_Exercise instructions_: Write out the entries once more, exactly as they appear.

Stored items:
________________
#![deny(clippy::unwrap_used, clippy::expect_used)]

mod cache;
mod common;
mod error;
mod glif;
mod guideline;
mod names;
mod plist;
mod ufo;
mod writer;

pub use crate::{
    cache::{
        engine_version, garbage_images, ModTimes, IMAGE_REFERENCES_LIB_KEY, MOD_TIMES_LIB_KEY,
    },
    common::{format_float, normalize_color_string},
    error::NormalizerError,
    glif::normalize_glif,
    names::{
        is_illegal_character, user_name_to_file_name, MAX_FILE_NAME_LENGTH, RESERVED_FILE_NAMES,
    },
    plist::Value,
    ufo::normalize_ufo,
    writer::{normalize_property_list, Attr, XmlWriter},
};
//! The property-list value model.
//!
//! All structured metadata in a UFO (fontinfo, groups, kerning, libs,
//! layer contents) is parsed into [`Value`] trees. Mappings are held in a
//! `BTreeMap`, which makes the canonical key-sorted output order a
//! property of the type rather than of the serializer.

use std::collections::BTreeMap;
use std::sync::LazyLock;

use base64::{engine::general_purpose::STANDARD, Engine as _};
use chrono::{NaiveDate, NaiveDateTime};
use regex::Regex;

use crate::error::NormalizerError;

#[derive(Debug, Clone, PartialEq)]
pub enum Value {
    String(String),
    Integer(i64),
    Real(f64),
    Boolean(bool),
    Data(Vec<u8>),
    Date(NaiveDateTime),
    Array(Vec<Value>),
    Dict(BTreeMap<String, Value>),
}

/// Progressive-prefix plist date: everything after the year is optional,
/// but each field requires the one before it.
#[allow(clippy::unwrap_used)] // the pattern is a literal and always compiles
static DATE_PATTERN: LazyLock<Regex> = LazyLock::new(|| {
    Regex::new(r"^(\d{4})(?:-(\d{2})(?:-(\d{2})(?:T(\d{2})(?::(\d{2})(?::(\d{2}))?)?)?)?)?Z")
        .unwrap()
});

/// Parse an XML document, tolerating the DOCTYPE that property lists
/// carry (roxmltree refuses DTDs by default).
pub(crate) fn parse_xml(text: &str) -> Result<roxmltree::Document, roxmltree::Error> {
    roxmltree::Document::parse_with_options(
        text,
        roxmltree::ParsingOptions {
            allow_dtd: true,
            ..Default::default()
        },
    )
}

impl Value {
    /// Parse a property-list document: an XML `<plist>` wrapper around a
    /// single value element.
    pub fn parse_document(text: &str) -> Result<Value, NormalizerError> {
        let doc = parse_xml(text)?;
        let root = doc.root_element();
        let value = if root.tag_name().name() == "plist" {
            root.children()
                .find(|n| n.is_element())
                .ok_or_else(|| NormalizerError::Plist("empty property list".to_string()))?
        } else {
            root
        };
        Value::from_element(value)
    }

    /// Convert a single plist XML element into a value.
    pub fn from_element(element: roxmltree::Node) -> Result<Value, NormalizerError> {
        let tag = element.tag_name().name();
        match tag {
            "array" => {
                let mut items = Vec::new();
                for child in element.children().filter(|n| n.is_element()) {
                    items.push(Value::from_element(child)?);
                }
                Ok(Value::Array(items))
            }
            "dict" => {
                let mut map = BTreeMap::new();
                let mut key: Option<String> = None;
                for child in element.children().filter(|n| n.is_element()) {
                    if child.tag_name().name() == "key" {
                        key = Some(child.text().unwrap_or("").to_string());
                    } else if let Some(key) = key.take() {
                        map.insert(key, Value::from_element(child)?);
                    }
                    // a value with no preceding key is dropped
                }
                Ok(Value::Dict(map))
            }
            "string" => Ok(Value::String(element.text().unwrap_or("").to_string())),
            "integer" => {
                let text = element.text().unwrap_or("");
                text.trim()
                    .parse::<i64>()
                    .map(Value::Integer)
                    .map_err(|_| NormalizerError::Plist(format!("bad integer: {:?}", text)))
            }
            "real" => {
                let text = element.text().unwrap_or("");
                crate::common::parse_float(text)
                    .map(Value::Real)
                    .ok_or_else(|| NormalizerError::Plist(format!("bad real: {:?}", text)))
            }
            "true" => Ok(Value::Boolean(true)),
            "false" => Ok(Value::Boolean(false)),
            "data" => {
                let text = element.text().unwrap_or("");
                let condensed: String = text.chars().filter(|c| !c.is_whitespace()).collect();
                STANDARD
                    .decode(condensed.as_bytes())
                    .map(Value::Data)
                    .map_err(|e| NormalizerError::Plist(format!("bad data: {}", e)))
            }
            "date" => parse_date(element.text().unwrap_or("")).map(Value::Date),
            other => Err(NormalizerError::Plist(format!(
                "unknown data type in property list: <{}>",
                other
            ))),
        }
    }

    /// Truthiness as the normalization rules use it: a field holding a
    /// zero number, an empty string or an empty container counts as not
    /// really being there.
    pub fn is_truthy(&self) -> bool {
        match self {
            Value::String(s) => !s.is_empty(),
            Value::Integer(i) => *i != 0,
            Value::Real(f) => *f != 0.0,
            Value::Boolean(b) => *b,
            Value::Data(d) => !d.is_empty(),
            Value::Date(_) => true,
            Value::Array(a) => !a.is_empty(),
            Value::Dict(d) => !d.is_empty(),
        }
    }

    /// Coerce a metainfo `formatVersion` value to an integer. Strings
    /// must be integral; reals are truncated.
    pub fn as_format_version(&self) -> Option<i64> {
        match self {
            Value::Integer(i) => Some(*i),
            Value::Real(f) => Some(*f as i64),
            Value::String(s) => s.trim().parse::<i64>().ok(),
            _ => None,
        }
    }

    pub fn as_str(&self) -> Option<&str> {
        match self {
            Value::String(s) => Some(s),
            _ => None,
        }
    }

    pub fn as_array(&self) -> Option<&[Value]> {
        match self {
            Value::Array(a) => Some(a),
            _ => None,
        }
    }

    pub fn as_dict(&self) -> Option<&BTreeMap<String, Value>> {
        match self {
            Value::Dict(d) => Some(d),
            _ => None,
        }
    }

    pub fn as_dict_mut(&mut self) -> Option<&mut BTreeMap<String, Value>> {
        match self {
            Value::Dict(d) => Some(d),
            _ => None,
        }
    }
}

fn parse_date(text: &str) -> Result<NaiveDateTime, NormalizerError> {
    let captures = DATE_PATTERN
        .captures(text)
        .ok_or_else(|| NormalizerError::Plist(format!("bad date: {:?}", text)))?;
    let mut fields: [Option<u32>; 6] = [None; 6];
    for (slot, capture) in fields.iter_mut().zip(captures.iter().skip(1)) {
        match capture {
            // the pattern guarantees digits
            Some(m) => *slot = m.as_str().parse::<u32>().ok(),
            None => break,
        }
    }
    let [year, month, day, hour, minute, second] = fields;
    // absent fields fall back to the earliest instant; present-but-zero
    // month or day is still invalid
    NaiveDate::from_ymd_opt(
        year.unwrap_or(0) as i32,
        month.unwrap_or(1),
        day.unwrap_or(1),
    )
    .and_then(|d| {
        d.and_hms_opt(
            hour.unwrap_or(0),
            minute.unwrap_or(0),
            second.unwrap_or(0),
        )
    })
    .ok_or_else(|| NormalizerError::Plist(format!("bad date: {:?}", text)))
}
________________
_Output_:
#![deny(clippy::unwrap_used, clippy::expect_used)]

mod cache;
mod common;
mod error;
mod glif;
mod guideline;
mod names;
mod plist;
mod ufo;
mod writer;

pub use crate::{
    cache::{
        engine_version, garbage_images, ModTimes, IMAGE_REFERENCES_LIB_KEY, MOD_TIMES_LIB_KEY,
    },
    common::{format_float, normalize_color_string},
    error::NormalizerError,
    glif::normalize_glif,
    names::{
        is_illegal_character, user_name_to_file_name, MAX_FILE_NAME_LENGTH, RESERVED_FILE_NAMES,
    },
    plist::Value,
    ufo::normalize_ufo,
    writer::{normalize_property_list, Attr, XmlWriter},
};
//! The property-list value model.
//!
//! All structured metadata in a UFO (fontinfo, groups, kerning, libs,
//! layer contents) is parsed into [`Value`] trees. Mappings are held in a
//! `BTreeMap`, which makes the canonical key-sorted output order a
//! property of the type rather than of the serializer.

use std::collections::BTreeMap;
use std::sync::LazyLock;

use base64::{engine::general_purpose::STANDARD, Engine as _};
use chrono::{NaiveDate, NaiveDateTime};
use regex::Regex;

use crate::error::NormalizerError;

#[derive(Debug, Clone, PartialEq)]
pub enum Value {
    String(String),
    Integer(i64),
    Real(f64),
    Boolean(bool),
    Data(Vec<u8>),
    Date(NaiveDateTime),
    Array(Vec<Value>),
    Dict(BTreeMap<String, Value>),
}

/// Progressive-prefix plist date: everything after the year is optional,
/// but each field requires the one before it.
#[allow(clippy::unwrap_used)] // the pattern is a literal and always compiles
static DATE_PATTERN: LazyLock<Regex> = LazyLock::new(|| {
    Regex::new(r"^(\d{4})(?:-(\d{2})(?:-(\d{2})(?:T(\d{2})(?::(\d{2})(?::(\d{2}))?)?)?)?)?Z")
        .unwrap()
});

/// Parse an XML document, tolerating the DOCTYPE that property lists
/// carry (roxmltree refuses DTDs by default).
pub(crate) fn parse_xml(text: &str) -> Result<roxmltree::Document, roxmltree::Error> {
    roxmltree::Document::parse_with_options(
        text,
        roxmltree::ParsingOptions {
            allow_dtd: true,
            ..Default::default()
        },
    )
}

impl Value {
    /// Parse a property-list document: an XML `<plist>` wrapper around a
    /// single value element.
    pub fn parse_document(text: &str) -> Result<Value, NormalizerError> {
        let doc = parse_xml(text)?;
        let root = doc.root_element();
        let value = if root.tag_name().name() == "plist" {
            root.children()
                .find(|n| n.is_element())
                .ok_or_else(|| NormalizerError::Plist("empty property list".to_string()))?
        } else {
            root
        };
        Value::from_element(value)
    }

    /// Convert a single plist XML element into a value.
    pub fn from_element(element: roxmltree::Node) -> Result<Value, NormalizerError> {
        let tag = element.tag_name().name();
        match tag {
            "array" => {
                let mut items = Vec::new();
                for child in element.children().filter(|n| n.is_element()) {
                    items.push(Value::from_element(child)?);
                }
                Ok(Value::Array(items))
            }
            "dict" => {
                let mut map = BTreeMap::new();
                let mut key: Option<String> = None;
                for child in element.children().filter(|n| n.is_element()) {
                    if child.tag_name().name() == "key" {
                        key = Some(child.text().unwrap_or("").to_string());
                    } else if let Some(key) = key.take() {
                        map.insert(key, Value::from_element(child)?);
                    }
                    // a value with no preceding key is dropped
                }
                Ok(Value::Dict(map))
            }
            "string" => Ok(Value::String(element.text().unwrap_or("").to_string())),
            "integer" => {
                let text = element.text().unwrap_or("");
                text.trim()
                    .parse::<i64>()
                    .map(Value::Integer)
                    .map_err(|_| NormalizerError::Plist(format!("bad integer: {:?}", text)))
            }
            "real" => {
                let text = element.text().unwrap_or("");
                crate::common::parse_float(text)
                    .map(Value::Real)
                    .ok_or_else(|| NormalizerError::Plist(format!("bad real: {:?}", text)))
            }
            "true" => Ok(Value::Boolean(true)),
            "false" => Ok(Value::Boolean(false)),
            "data" => {
                let text = element.text().unwrap_or("");
                let condensed: String = text.chars().filter(|c| !c.is_whitespace()).collect();
                STANDARD
                    .decode(condensed.as_bytes())
                    .map(Value::Data)
                    .map_err(|e| NormalizerError::Plist(format!("bad data: {}", e)))
            }
            "date" => parse_date(element.text().unwrap_or("")).map(Value::Date),
            other => Err(NormalizerError::Plist(format!(
                "unknown data type in property list: <{}>",
                other
            ))),
        }
    }

    /// Truthiness as the normalization rules use it: a field holding a
    /// zero number, an empty string or an empty container counts as not
    /// really being there.
    pub fn is_truthy(&self) -> bool {
        match self {
            Value::String(s) => !s.is_empty(),
            Value::Integer(i) => *i != 0,
            Value::Real(f) => *f != 0.0,
            Value::Boolean(b) => *b,
            Value::Data(d) => !d.is_empty(),
            Value::Date(_) => true,
            Value::Array(a) => !a.is_empty(),
            Value::Dict(d) => !d.is_empty(),
        }
    }

    /// Coerce a metainfo `formatVersion` value to an integer. Strings
    /// must be integral; reals are truncated.
    pub fn as_format_version(&self) -> Option<i64> {
        match self {
            Value::Integer(i) => Some(*i),
            Value::Real(f) => Some(*f as i64),
            Value::String(s) => s.trim().parse::<i64>().ok(),
            _ => None,
        }
    }

    pub fn as_str(&self) -> Option<&str> {
        match self {
            Value::String(s) => Some(s),
            _ => None,
        }
    }

    pub fn as_array(&self) -> Option<&[Value]> {
        match self {
            Value::Array(a) => Some(a),
            _ => None,
        }
    }

    pub fn as_dict(&self) -> Option<&BTreeMap<String, Value>> {
        match self {
            Value::Dict(d) => Some(d),
            _ => None,
        }
    }

    pub fn as_dict_mut(&mut self) -> Option<&mut BTreeMap<String, Value>> {
        match self {
            Value::Dict(d) => Some(d),
            _ => None,
        }
    }
}

fn parse_date(text: &str) -> Result<NaiveDateTime, NormalizerError> {
    let captures = DATE_PATTERN
        .captures(text)
        .ok_or_else(|| NormalizerError::Plist(format!("bad date: {:?}", text)))?;
    let mut fields: [Option<u32>; 6] = [None; 6];
    for (slot, capture) in fields.iter_mut().zip(captures.iter().skip(1)) {
        match capture {
            // the pattern guarantees digits
            Some(m) => *slot = m.as_str().parse::<u32>().ok(),
            None => break,
        }
    }
    let [year, month, day, hour, minute, second] = fields;
    // absent fields fall back to the earliest instant; present-but-zero
    // month or day is still invalid
    NaiveDate::from_ymd_opt(
        year.unwrap_or(0) as i32,
        month.unwrap_or(1),
        day.unwrap_or(1),
    )
    .and_then(|d| {
        d.and_hms_opt(
            hour.unwrap_or(0),
            minute.unwrap_or(0),
            second.unwrap_or(0),
        )
    })
    .ok_or_else(|| NormalizerError::Plist(format!("bad date: {:?}", text)))
}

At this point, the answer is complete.